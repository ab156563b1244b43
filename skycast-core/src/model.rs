use chrono::{DateTime, Utc};
use serde::{Deserialize, Serialize};

/// Canonical place identity as reported by geocoding. May differ in
/// spelling or case from what the user typed.
#[derive(Debug, Clone, PartialEq, Eq, Serialize, Deserialize)]
pub struct Location {
    pub city: String,
    #[serde(rename = "countryCode")]
    pub country_code: String,
}

/// Current conditions for one location. Temperatures are kept in the
/// provider's native Kelvin; conversion to Celsius happens at render time.
#[derive(Debug, Clone, PartialEq, Serialize, Deserialize)]
pub struct WeatherSnapshot {
    pub main: String,
    pub description: String,
    pub icon: String,
    pub temperature_k: f64,
    pub min_temperature_k: f64,
    pub max_temperature_k: f64,
    pub humidity_pct: u8,
}

/// The full result of one successful lookup. Immutable once created;
/// a new search replaces the whole record, never merges into it.
#[derive(Debug, Clone, PartialEq, Serialize, Deserialize)]
pub struct SearchRecord {
    pub location: Location,
    pub weather: WeatherSnapshot,
    pub searched_at: DateTime<Utc>,
}

impl SearchRecord {
    /// Project out the fields needed to replay this search later.
    pub fn to_history_entry(&self) -> HistoryEntry {
        HistoryEntry {
            location: self.location.clone(),
            searched_at: self.searched_at,
        }
    }
}

/// One row of the search history: where and when, nothing else.
#[derive(Debug, Clone, PartialEq, Serialize, Deserialize)]
pub struct HistoryEntry {
    pub location: Location,
    pub searched_at: DateTime<Utc>,
}

/// The only numeric transform in the system. Applied once, at display time.
pub fn kelvin_to_celsius(k: f64) -> f64 {
    k - 273.15
}

#[cfg(test)]
mod tests {
    use super::*;
    use chrono::TimeZone;

    #[test]
    fn kelvin_to_celsius_fixed_points() {
        assert_eq!(kelvin_to_celsius(273.15), 0.0);
        assert_eq!(kelvin_to_celsius(0.0), -273.15);
        assert!((kelvin_to_celsius(288.15) - 15.0).abs() < 1e-9);
    }

    #[test]
    fn history_entry_serde_preserves_instant() {
        let entry = HistoryEntry {
            location: Location {
                city: "London".to_string(),
                country_code: "GB".to_string(),
            },
            searched_at: Utc.with_ymd_and_hms(2024, 3, 9, 14, 30, 5).unwrap(),
        };

        let json = serde_json::to_string(&entry).expect("serialize");
        let back: HistoryEntry = serde_json::from_str(&json).expect("deserialize");

        assert_eq!(back, entry);
        assert_eq!(back.searched_at, entry.searched_at);
    }

    #[test]
    fn search_record_projects_location_and_instant() {
        let record = SearchRecord {
            location: Location {
                city: "Oslo".to_string(),
                country_code: "NO".to_string(),
            },
            weather: WeatherSnapshot {
                main: "Snow".to_string(),
                description: "light snow".to_string(),
                icon: "13d".to_string(),
                temperature_k: 270.0,
                min_temperature_k: 268.0,
                max_temperature_k: 271.5,
                humidity_pct: 82,
            },
            searched_at: Utc::now(),
        };

        let entry = record.to_history_entry();
        assert_eq!(entry.location, record.location);
        assert_eq!(entry.searched_at, record.searched_at);
    }
}
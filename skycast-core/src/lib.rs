//! Core library for the `skycast` weather search.
//!
//! This crate defines:
//! - Configuration & credentials handling
//! - The geocoding and weather provider ports, with an OpenWeather client
//! - Lookup orchestration (resolve a city, then fetch its current weather)
//! - The session-scoped search history store
//!
//! It is used by `skycast-cli`, but can also be reused by other binaries or services.

pub mod config;
pub mod error;
pub mod history;
pub mod lookup;
pub mod model;
pub mod provider;
pub mod storage;

pub use config::Config;
pub use error::LookupError;
pub use history::{HISTORY_KEY, HistoryStore};
pub use lookup::LookupService;
pub use model::{HistoryEntry, Location, SearchRecord, WeatherSnapshot, kelvin_to_celsius};
pub use provider::{GeocodingProvider, ResolvedPlace, WeatherProvider, providers_from_config};
pub use storage::{FileStorage, MemoryStorage, SessionStorage};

Work instruction
Copy out, from the material above, each line where the word "filename" is present.

Task response
filename skycast-core/src/model.rs
filename skycast-core/src/lib.rs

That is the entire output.